10 heads which are around 30% of the heads actually hurt performance when active. removing them improved the model. layer 5 head 5 is the worst offender at -0.0959 delta - the model is better off without it

the spread is massive. the most important head causes a +0.1409 loss increase. the weakest helpful head barely moves the needle at +0.0004. that’s a ~350× difference.

this power law distribution means the model relies heavily on a small subset of heads. if you removed the top 5 heads, you’d lose most of the model’s capability. but if you removed the bottom 10 harmful heads, you’d actually improve performance

what this suggests: the model is undertrained - with more training, harmful heads would likely learn useful patterns. there’s significant redundancy - many heads do similar work (hence the 2.54× compensation factor). head specialization is incomplete - in a well-trained model, you’d expect more uniform importance distribution. pruning potential: removing harmful heads could improve this model’s performance without reducing capacity

layer-level patterns

i also tried removing entire layers and calculating loss this is what i got

Layer	Delta Loss	Interpretation
5	+0.3575	Most critical - final processing
2	+0.3464	Critical middle layer
0	+0.2930	Important early layer
3	+0.2732	Contains the super head
4	+0.0023	Nearly useless!
1	-0.0502	Harmful - model improves without it!

layer 1 is actively harmful - the model performs better when this layer is completely disabled. it learned counterproductive patterns during undertrained training. this is different from layer 4 which is just useless (Δ ≈ 0). analogy: layer 4 is an employee who doesn’t show up (neutral), layer 1 is an employee who sabotages work (harmful)

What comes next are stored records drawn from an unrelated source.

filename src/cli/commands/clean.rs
//! Clean commands - remove extracted fixtures and cached archives

use crate::error::FixturesResult;
use crate::lifecycle::LifecycleController;
use crate::ui::{self, UiContext};

/// Execute the clean-test-files command
pub async fn clean_test_files(lifecycle: &LifecycleController, ctx: &UiContext) -> FixturesResult<()> {
    let dir = lifecycle.extracted_dir();
    if lifecycle.clean_extracted().await? {
        ui::step_ok(ctx, &format!("Removed {}", dir.display()));
    } else {
        ui::step_skip(ctx, &format!("{} not present", dir.display()));
    }
    Ok(())
}

/// Execute the clean-archives command
pub async fn clean_archives(lifecycle: &LifecycleController, ctx: &UiContext) -> FixturesResult<()> {
    let archive = lifecycle.archive_path();
    if lifecycle.clean_archives().await? {
        ui::step_ok(ctx, &format!("Removed {}", archive.display()));
    } else {
        ui::step_skip(ctx, &format!("{} not present", archive.display()));
    }
    Ok(())
}

/// Execute the clean command: extracted fixtures first, then the archive
pub async fn clean_all(lifecycle: &LifecycleController, ctx: &UiContext) -> FixturesResult<()> {
    clean_test_files(lifecycle, ctx).await?;
    clean_archives(lifecycle, ctx).await
}
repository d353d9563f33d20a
//! Download progress with CI fallback

use indicatif::{ProgressBar, ProgressStyle};
use std::io::Read;

/// Progress bar for archive downloads.
///
/// Shows an indicatif bar when the terminal is interactive, nothing otherwise.
pub struct DownloadProgress {
    bar: ProgressBar,
}

impl DownloadProgress {
    /// Create a progress indicator for a body of `length` bytes (if known)
    pub fn new(enabled: bool, label: &str, length: Option<u64>) -> Self {
        if !enabled {
            return Self {
                bar: ProgressBar::hidden(),
            };
        }

        let bar = match length {
            Some(len) => {
                let bar = ProgressBar::new(len);
                if let Ok(style) = ProgressStyle::default_bar().template(
                    "  {spinner:.cyan} {prefix}  {bar:20.cyan/dim} {bytes}/{total_bytes}  {elapsed:.dim}",
                ) {
                    bar.set_style(style.progress_chars("━╸─"));
                }
                bar
            }
            None => {
                let bar = ProgressBar::new_spinner();
                if let Ok(style) =
                    ProgressStyle::default_spinner().template("  {spinner:.cyan} {prefix}  {bytes}  {elapsed:.dim}")
                {
                    bar.set_style(style.tick_chars("⠋⠙⠹⠸⠼⠴⠦⠧⠇⠏ "));
                }
                bar
            }
        };
        bar.set_prefix(label.to_string());
        bar.enable_steady_tick(std::time::Duration::from_millis(120));
        Self { bar }
    }

    /// Wrap a reader so bytes read advance the bar
    pub fn wrap<R: Read>(&self, reader: R) -> impl Read {
        self.bar.wrap_read(reader)
    }

    /// Finish and clear the progress bar
    pub fn finish(&self) {
        self.bar.disable_steady_tick();
        self.bar.finish_and_clear();
    }
}

impl Drop for DownloadProgress {
    fn drop(&mut self) {
        if !self.bar.is_finished() {
            self.bar.finish_and_clear();
        }
    }
}
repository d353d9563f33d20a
//! Command-line interface

pub mod args;
pub mod commands;

pub use args::{Cli, Commands};
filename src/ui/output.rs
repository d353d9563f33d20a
//! Output functions for consistent CLI formatting

use super::context::UiContext;
use console::{style, Emoji, Style};

static CHECK: Emoji<'_, '_> = Emoji("✓", "[OK]");
static SKIP: Emoji<'_, '_> = Emoji("·", "[SKIP]");
static INFO: Emoji<'_, '_> = Emoji("›", "[INFO]");
static WARN: Emoji<'_, '_> = Emoji("⚠", "[WARN]");

/// Display a bold section header
pub fn header(ctx: &UiContext, title: &str) {
    if ctx.use_fancy_output() {
        println!("{}", style(title).cyan().bold());
    } else {
        println!("{}", title);
    }
}

/// Display a success step
pub fn step_ok(ctx: &UiContext, message: &str) {
    if ctx.use_fancy_output() {
        println!("  {} {}", style(CHECK).green(), message);
    } else {
        println!("  [OK] {}", message);
    }
}

/// Display a step that was already up to date
pub fn step_skip(ctx: &UiContext, message: &str) {
    if ctx.use_fancy_output() {
        println!("  {} {}", style(SKIP).dim(), style(message).dim());
    } else {
        println!("  [SKIP] {}", message);
    }
}

/// Display an info step
pub fn step_info(ctx: &UiContext, message: &str) {
    if ctx.use_fancy_output() {
        println!("  {} {}", style(INFO).cyan(), message);
    } else {
        println!("  [INFO] {}", message);
    }
}

/// Display a warning step
pub fn step_warn(ctx: &UiContext, message: &str) {
    if ctx.use_fancy_output() {
        println!("  {} {}", style(WARN).yellow(), message);
    } else {
        println!("  [WARN] {}", message);
    }
}

/// Print styled key-value pair
pub fn key_value(ctx: &UiContext, key: &str, value: &str) {
    if ctx.use_fancy_output() {
        println!("  {}: {}", style(key).dim(), value);
    } else {
        println!("  {}: {}", key, value);
    }
}

/// Print styled key-value with status color
pub fn key_value_status(ctx: &UiContext, key: &str, value: &str, ok: bool) {
    let value_style = if ok {
        Style::new().green()
    } else {
        Style::new().yellow()
    };

    if ctx.use_fancy_output() {
        println!("  {}: {}", style(key).dim(), value_style.apply_to(value));
    } else {
        let prefix = if ok { "[OK]" } else { "[WARN]" };
        println!("  {} {}: {}", prefix, key, value);
    }
}
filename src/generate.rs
//! Fixture generation
//!
//! The generator itself is an external program; this module only decides
//! where it writes, clears that directory first, and turns its exit status
//! into a result.

use crate::config::GeneratorConfig;
use crate::error::{FixturesError, FixturesResult};
use crate::fsutil;
use async_trait::async_trait;
use std::path::{Path, PathBuf};
use std::process::Stdio;
use std::sync::Arc;
use tokio::process::Command;
use tracing::{debug, info, warn};

/// Something that can populate a directory with fixtures
#[async_trait]
pub trait FixtureGenerator: Send + Sync {
    /// Write fixtures into `output_dir`, which does not exist on entry
    async fn generate(&self, output_dir: &Path) -> FixturesResult<()>;

    /// Human-readable description for logs
    fn describe(&self) -> String;
}

/// Runs an external program with the output directory as its last argument
pub struct ProcessGenerator {
    program: String,
    args: Vec<String>,
    working_dir: PathBuf,
}

impl ProcessGenerator {
    /// Create a generator running in `working_dir`
    pub fn new(config: &GeneratorConfig, working_dir: impl Into<PathBuf>) -> Self {
        Self {
            program: config.program.clone(),
            args: config.args.clone(),
            working_dir: working_dir.into(),
        }
    }

    fn command_line(&self, output_dir: &Path) -> String {
        let mut parts = vec![self.program.clone()];
        parts.extend(self.args.iter().cloned());
        parts.push(output_dir.display().to_string());
        parts.join(" ")
    }
}

#[async_trait]
impl FixtureGenerator for ProcessGenerator {
    async fn generate(&self, output_dir: &Path) -> FixturesResult<()> {
        let command = self.command_line(output_dir);
        debug!("Executing: {} (in {})", command, self.working_dir.display());

        let status = Command::new(&self.program)
            .args(&self.args)
            .arg(output_dir)
            .current_dir(&self.working_dir)
            .stdin(Stdio::null())
            .stdout(Stdio::inherit())
            .stderr(Stdio::inherit())
            .status()
            .await
            .map_err(|source| FixturesError::GeneratorLaunch {
                command: command.clone(),
                source,
            })?;

        if status.success() {
            return Ok(());
        }

        match status.code() {
            Some(code) => Err(FixturesError::GeneratorFailed { command, code }),
            None => Err(FixturesError::GeneratorSignaled { command }),
        }
    }

    fn describe(&self) -> String {
        format!("{} {}", self.program, self.args.join(" "))
            .trim_end()
            .to_string()
    }
}

/// Owns the generated tree and drives a [`FixtureGenerator`] into it
pub struct GeneratorInvoker {
    generator: Arc<dyn FixtureGenerator>,
    output_dir: PathBuf,
}

impl GeneratorInvoker {
    pub fn new(generator: Arc<dyn FixtureGenerator>, output_dir: impl Into<PathBuf>) -> Self {
        Self {
            generator,
            output_dir: output_dir.into(),
        }
    }

    /// Path of the generated tree
    pub fn output_dir(&self) -> &Path {
        &self.output_dir
    }

    /// Clear the output directory, then regenerate it.
    ///
    /// A failed run removes whatever the generator managed to write, so the
    /// directory is either absent or the product of one successful run.
    pub async fn run(&self) -> FixturesResult<()> {
        if fsutil::remove_path(&self.output_dir).await? {
            info!("Removed previous {}", self.output_dir.display());
        }
        if let Some(parent) = self.output_dir.parent() {
            fsutil::ensure_dir(parent).await?;
        }

        info!(
            "Generating fixtures into {} with {}",
            self.output_dir.display(),
            self.generator.describe()
        );
        if let Err(e) = self.generator.generate(&self.output_dir).await {
            warn!("Generation failed, removing partial {}", self.output_dir.display());
            fsutil::remove_path(&self.output_dir).await?;
            return Err(e);
        }

        Ok(())
    }

    pub fn describe(&self) -> String {
        self.generator.describe()
    }
}
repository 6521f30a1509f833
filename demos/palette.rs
//! Print the median-cut palette of an image.
//!
//!   cargo run --example palette --release -- <image> [colors] [quality]

use rgb::RGBA8;

fn main() {
    let args: Vec<String> = std::env::args().collect();
    let input = args.get(1).expect("usage: palette <image> [colors] [quality]");
    let colors: u32 = args.get(2).and_then(|s| s.parse().ok()).unwrap_or(10);
    let quality: usize = args
        .get(3)
        .and_then(|s| s.parse().ok())
        .unwrap_or(zenpalette::sampling::DEFAULT_QUALITY);

    let img = image::open(input).unwrap().to_rgba8();
    let (w, h) = (img.width() as usize, img.height() as usize);
    let pixels: Vec<RGBA8> = img
        .pixels()
        .map(|p| RGBA8::new(p.0[0], p.0[1], p.0[2], p.0[3]))
        .collect();
    let frame = imgref::Img::new(&pixels[..], w, h);

    let palette = zenpalette::extract_palette(frame, colors, quality).unwrap();
    eprintln!(
        "{input} ({w}x{h}): {} of {colors} colors, quality {quality}",
        palette.len()
    );

    println!("{:<10} {:>10} {:>8}", "color", "population", "volume");
    for s in palette.swatches() {
        let c = s.color;
        println!(
            "#{:02x}{:02x}{:02x}    {:>10} {:>8}",
            c.r, c.g, c.b, s.population, s.volume
        );
    }
}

at the same time we should also be wary that we haven’t trained the model well so these useless layers might become useful and the harmful layers might also learn patterns

middle layers (2-3) are most critical, not late layers as i expected. architecture seems to be: early layers (0-1) do feature extraction (but layer 1 is problematic), middle layers (2-3) do core computation and integration, late layers (4-5) have layer 4 bypassed, layer 5 critical for final output

i also wanted to see that if i remove all 6 layers in a head, that should cause 6x the damage of a single head ablation but the damage was 2.5x instead of 6x which meant that all heads compensate for each other. when one head is removed, others partially pick up the slack this was a pretty cool thing to notice! models survive if some heads fail, which also means that there are multiple paths to a solution during training, and that performance of models decrease smoothly not catastrophically

mlp vs attention

this is where things got really interesting. i ablated MLP blocks the same way:

Layer	MLP Delta	Attention Delta	Winner
0	+2.7432	+0.2930	MLP (9× more critical!)
1	+0.3989	-0.0502	MLP (attention harmful!)
2	+0.0715	+0.3464	Attention (5×)
3	+0.0928	+0.2732	Attention (3×)
4	+0.2217	+0.0023	MLP (attention useless!)
5	+0.1655	+0.3575	Attention (2×)

layer 0 MLP is the most critical component in the entire model - removing it increases loss by 2.7432 (43% increase!). it’s 19× more important than the most important attention head. this means that for this undertrained model, the layer 0 mlp stored most of the information which predicted the correct next token?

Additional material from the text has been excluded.